Sailing to bite-sized bits of the world

Words Jim Dunn

The reaction from friends was mixed. ‘You are what?’ they asked incredulously. ‘You cannot be serious’ was another and one simply said ‘you are mad’. The general feeling was that we would be ‘bored out of our minds’


The topic was a ‘holiday’ decision.


We had chosen to celebrate a special milestone in our relationship and special Birthdays by completely spoiling ourselves and literally pushing the boat out and reserving a suite on a 5 star ship www.silverwhisper.com and sailing around the world from Los Angeles to Rome. And oh yes, forgot to say it will take 4 months.


So what’s not to like about that? Four months bobbing around the world in a small, floating 5-star hotel. There would only be a maximum of 350 passengers with about 250 staff, a small ship by current cruise ship standards and during most of the journey the number of people on the ship would be much less than these numbers.


We are talking about small luxury liners not those mega floating ‘office blocks’ we regularly see arriving and departing in the Grand Harbour.

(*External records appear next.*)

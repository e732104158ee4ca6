//! Node assembly: storage, ledger, handlers, listener, forging timer and the
//! outbound registration flow.

use std::net::SocketAddr;
use std::sync::{Arc, Mutex, PoisonError};
use std::time::Duration;

use tokio::net::TcpListener;
use tokio::sync::broadcast;
use votechain_consensus::{ForgerScheduler, RoundOutcome};
use votechain_crypto::SigningAdapter;
use votechain_ledger::{create_genesis_block, Ledger};
use votechain_messages::Pong;
use votechain_network::{spawn_connection, ConnectionId, Hub, PeerClient, Router};
use votechain_rpc::{RpcServer, RpcState};
use votechain_store::{LedgerStore, PartyStore};
use votechain_store_lmdb::{environment::DEFAULT_MAP_SIZE, LmdbStore};
use votechain_types::{NodeType, Timestamp};

use crate::config::NodeConfig;
use crate::handlers::{build_router, NodeContext};
use crate::metrics::NodeMetrics;
use crate::shutdown::ShutdownController;
use crate::sync::catch_up;
use crate::transport::HubTransport;
use crate::NodeError;

/// A running (or ready to run) votechain node.
pub struct VoteNode {
    config: NodeConfig,
    ctx: Arc<NodeContext>,
    router: Arc<Router>,
    parties: Arc<dyn PartyStore>,
    scheduler: Arc<ForgerScheduler>,
    shutdown: ShutdownController,
    node_id: Mutex<Option<String>>,
}

impl VoteNode {
    /// Open the LMDB store under `config.data_dir` and build the node.
    pub fn open(config: NodeConfig) -> Result<Self, NodeError> {
        let store = Arc::new(LmdbStore::open(&config.data_dir, DEFAULT_MAP_SIZE)?);
        tracing::info!(data_dir = %config.data_dir.display(), "ledger store opened");
        Self::with_store(config, store)
    }

    /// Build the node over an existing store.
    pub fn with_store<S>(config: NodeConfig, store: Arc<S>) -> Result<Self, NodeError>
    where
        S: LedgerStore + PartyStore + 'static,
    {
        config.validate()?;
        let signer: Arc<dyn SigningAdapter> = Arc::new(config.signer()?);
        let authority_key = config.authority_key(signer.as_ref())?;
        let authority = votechain_crypto::hash_public_key(&authority_key);

        let ledger = Arc::new(Ledger::new(store.clone(), authority, config.params.clone()));
        let hub = Arc::new(Hub::new());
        let metrics = Arc::new(NodeMetrics::new()?);
        let ctx = Arc::new(NodeContext::new(
            ledger.clone(),
            hub.clone(),
            signer,
            metrics.clone(),
            authority_key,
        ));
        let router = Arc::new(build_router(ctx.clone()));
        let scheduler = Arc::new(ForgerScheduler::new(
            ledger,
            Arc::new(HubTransport::new(hub, metrics)),
            config.min_peers_for_round,
        ));

        Ok(Self {
            config,
            ctx,
            router,
            parties: store,
            scheduler,
            shutdown: ShutdownController::new(),
            node_id: Mutex::new(None),
        })
    }

    pub fn config(&self) -> &NodeConfig {
        &self.config
    }

    pub fn ledger(&self) -> &Arc<Ledger> {
        &self.ctx.ledger
    }

    pub fn hub(&self) -> &Arc<Hub> {
        &self.ctx.hub
    }

    pub fn metrics(&self) -> &Arc<NodeMetrics> {
        &self.ctx.metrics
    }

    pub fn signer(&self) -> &Arc<dyn SigningAdapter> {
        &self.ctx.signer
    }

    pub fn shutdown_controller(&self) -> &ShutdownController {
        &self.shutdown
    }

    /// Id announced to peers, known once the listener is bound.
    pub fn node_id(&self) -> Option<String> {
        self.node_id
            .lock()
            .unwrap_or_else(PoisonError::into_inner)
            .clone()
    }

    /// Create the genesis block on first start and store the ballot parties.
    /// Only meaningful on the authority.
    pub fn init_authority(&self) -> Result<(), NodeError> {
        let ledger = &self.ctx.ledger;
        if ledger.tip()?.is_zero() {
            let genesis = create_genesis_block(
                self.ctx.signer.as_ref(),
                &self.config.genesis.grants,
                Timestamp::now(),
                ledger.params(),
            )?;
            let hash = ledger.put_genesis(&genesis)?;
            tracing::info!(
                genesis = %hash,
                grants = self.config.genesis.grants.len(),
                "genesis block created"
            );
        }
        for party in &self.config.genesis.parties {
            self.parties.put_party(party)?;
        }
        Ok(())
    }

    /// Bind the listener and start every background task. A regular node
    /// also catches up with the authority and registers with it and with
    /// every peer it lists. Returns the bound peer address.
    pub async fn start(&self) -> Result<SocketAddr, NodeError> {
        if self.config.is_authority() {
            self.init_authority()?;
        }

        let listener = TcpListener::bind(&self.config.listen_address).await?;
        let local = listener.local_addr()?;
        let node_id = self
            .config
            .advertise_address
            .clone()
            .unwrap_or_else(|| local.to_string());
        *self.node_id.lock().unwrap_or_else(PoisonError::into_inner) = Some(node_id.clone());
        tracing::info!(%local, node = %node_id, role = %self.config.role, "peer listener bound");

        tokio::spawn(accept_loop(
            listener,
            self.ctx.clone(),
            self.router.clone(),
            self.config.outbound_queue_capacity,
            self.shutdown.subscribe(),
        ));

        if self.config.is_authority() {
            let period = Duration::from_secs(self.config.forge_interval_secs);
            tokio::spawn(
                self.scheduler
                    .clone()
                    .run(period, self.shutdown.subscribe()),
            );
        } else {
            self.join_network(&node_id).await?;
        }

        if self.config.rpc_enabled {
            self.start_rpc().await?;
        }
        Ok(local)
    }

    /// Run one forging round now, outside the timer.
    pub fn run_round(&self) -> RoundOutcome {
        self.scheduler.run_round()
    }

    pub fn stop(&self) {
        tracing::info!("node stopping");
        self.shutdown.shutdown();
    }

    async fn start_rpc(&self) -> Result<SocketAddr, NodeError> {
        let state = RpcState {
            ledger: self.ctx.ledger.clone(),
            hub: self.ctx.hub.clone(),
            parties: self.parties.clone(),
            registry: Some(self.ctx.metrics.registry.clone()),
        };
        let server = RpcServer::bind(&self.config.rpc_address, state)
            .await
            .map_err(|e| NodeError::Rpc(e.to_string()))?;
        let addr = server
            .local_addr()
            .map_err(|e| NodeError::Rpc(e.to_string()))?;
        let shutdown = self.shutdown.subscribe();
        tokio::spawn(async move {
            if let Err(e) = server.run(shutdown).await {
                tracing::error!(error = %e, "RPC server failed");
            }
        });
        Ok(addr)
    }

    async fn join_network(&self, node_id: &str) -> Result<(), NodeError> {
        let authority = self
            .config
            .authority_address
            .as_deref()
            .ok_or_else(|| NodeError::Config("authority_address is required".into()))?;

        let mut client = PeerClient::connect(authority, self.ctx.signer.clone())
            .await?
            .pin(self.ctx.authority_key);
        catch_up(&mut client, &self.ctx.ledger).await?;
        let peers = client.register(node_id).await?;
        self.attach(client, authority, NodeType::Authority)?;
        tracing::info!(authority, peers = peers.len(), "registered with the authority");

        for peer in peers.iter().filter(|p| p.as_str() != node_id) {
            if let Err(e) = self.dial_peer(peer, node_id).await {
                tracing::warn!(peer = %peer, error = %e, "could not register with peer");
            }
        }
        Ok(())
    }

    async fn dial_peer(&self, peer: &str, node_id: &str) -> Result<(), NodeError> {
        let mut client = PeerClient::connect(peer, self.ctx.signer.clone()).await?;
        client.register(node_id).await?;
        self.attach(client, peer, NodeType::Regular)?;
        tracing::info!(peer, "registered with peer");
        Ok(())
    }

    /// Hand a registered outbound stream to the connection tasks and record
    /// the remote in our own hub.
    fn attach(
        &self,
        client: PeerClient,
        remote_id: &str,
        node_type: NodeType,
    ) -> Result<ConnectionId, NodeError> {
        let connection = spawn_connection(
            client.into_stream(),
            self.ctx.hub.clone(),
            self.router.clone(),
            self.ctx.signer.clone(),
            self.config.outbound_queue_capacity,
        );
        let id = connection.id();
        self.ctx
            .hub
            .register_atomically(id, remote_id, node_type)?;
        self.ctx
            .metrics
            .peer_count
            .set(self.ctx.hub.registered_count() as i64);
        Ok(id)
    }
}

async fn accept_loop(
    listener: TcpListener,
    ctx: Arc<NodeContext>,
    router: Arc<Router>,
    capacity: usize,
    mut shutdown: broadcast::Receiver<()>,
) {
    loop {
        tokio::select! {
            biased;
            _ = shutdown.recv() => break,
            accepted = listener.accept() => match accepted {
                Ok((stream, addr)) => {
                    if let Err(e) = stream.set_nodelay(true) {
                        tracing::debug!(peer = %addr, error = %e, "cannot set TCP_NODELAY");
                    }
                    let connection = spawn_connection(
                        stream,
                        ctx.hub.clone(),
                        router.clone(),
                        ctx.signer.clone(),
                        capacity,
                    );
                    tracing::debug!(peer = %addr, connection = %connection.id(), "accepted");
                }
                Err(e) => tracing::warn!(error = %e, "accept failed"),
            }
        }
    }
    let notified = ctx.hub.broadcast(&Pong::close_connection());
    tracing::info!(peers = notified, "peer listener stopped");
}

And that is precisely what we did.


Most people were not surprised that the two of us, who seem to spend our time hopping on aircraft and passing through airports and then popping up in all four corners of the world, should decide to embark on a ship this time and take a break from airports and leisurely look at bite size bits of the world. That really was par for the course for us.


Well, as I write I have about 6 weeks of the tour to go. We began in Los Angeles and we are currently in Vietnam.  I’m gazing from the deck at dusk settling in on the stunning islands of Halong Bay, those ancient rock edifices, now a World Heritage Site that soar out of the Saigon Sea.


There are 2000 limestone and wind sculpted formations here that jut out from foggy lagoons. Tomorrow morning we will jump aboard a local junk and leisurely sail around these magnificent islands.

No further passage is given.